- What this task involves: Search the data for "alias". Return each matching line.

★ ★ ★ ★ ★ ★ ★

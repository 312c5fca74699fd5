//! Error types for the Enclave state store.

use thiserror::Error;

/// Result type alias for state store operations.
pub type StateResult<T> = Result<T, StateError>;

/// Errors that can occur during state store operations.
#[derive(Debug, Error)]
pub enum StateError {
    #[error("failed to open database: {0}")]
    Open(String),

    #[error("transaction error: {0}")]
    Transaction(String),

    #[error("table error: {0}")]
    Table(String),

    #[error("read error: {0}")]
    Read(String),

    #[error("write error: {0}")]
    Write(String),

    #[error("serialization error: {0}")]
    Serialize(String),

    #[error("deserialization error: {0}")]
    Deserialize(String),

    #[error("not found: {0}")]
    NotFound(String),

    #[error("already exists: {0}")]
    AlreadyExists(String),

    #[error("revision conflict: {0}")]
    Conflict(String),
}
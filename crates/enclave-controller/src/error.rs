//! Error types for the reconciliation core.

use std::collections::BTreeMap;
use std::time::Duration;

use enclave_state::StateError;
use thiserror::Error;

use crate::reconciler::PRECONDITION_RETRY;

/// Result type alias for reconcile operations.
pub type ReconcileResult<T> = Result<T, ReconcileError>;

/// Errors that can abort a single reconcile pass.
///
/// Every error is retryable: store errors via the runner's default backoff,
/// unmet preconditions via their fixed recheck delay. The core has no notion
/// of permanent failure.
#[derive(Debug, Error)]
pub enum ReconcileError {
    /// Store failure, including revision conflicts from concurrent writers.
    #[error(transparent)]
    Store(#[from] StateError),

    /// The effective selector matched no nodes; the rollout cannot proceed
    /// and must not silently succeed.
    #[error(
        "no eligible nodes match selector {selector:?}; label nodes to bring them into scope"
    )]
    NoEligibleNodes {
        selector: BTreeMap<String, String>,
    },

    /// The request has no source image to distribute.
    #[error("source image must be set before the runtime can be distributed")]
    SourceImageUnset,
}

impl ReconcileError {
    /// Fixed recheck delay for unmet business preconditions.
    ///
    /// `None` means the error is transient and retried with the runner's
    /// default backoff instead.
    pub fn retry_after(&self) -> Option<Duration> {
        match self {
            Self::NoEligibleNodes { .. } | Self::SourceImageUnset => Some(PRECONDITION_RETRY),
            Self::Store(_) => None,
        }
    }
}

★ ★ ★ ★ ★ ★ ★

- Expected answer:
/// Result type alias for state store operations.
/// Result type alias for reconcile operations.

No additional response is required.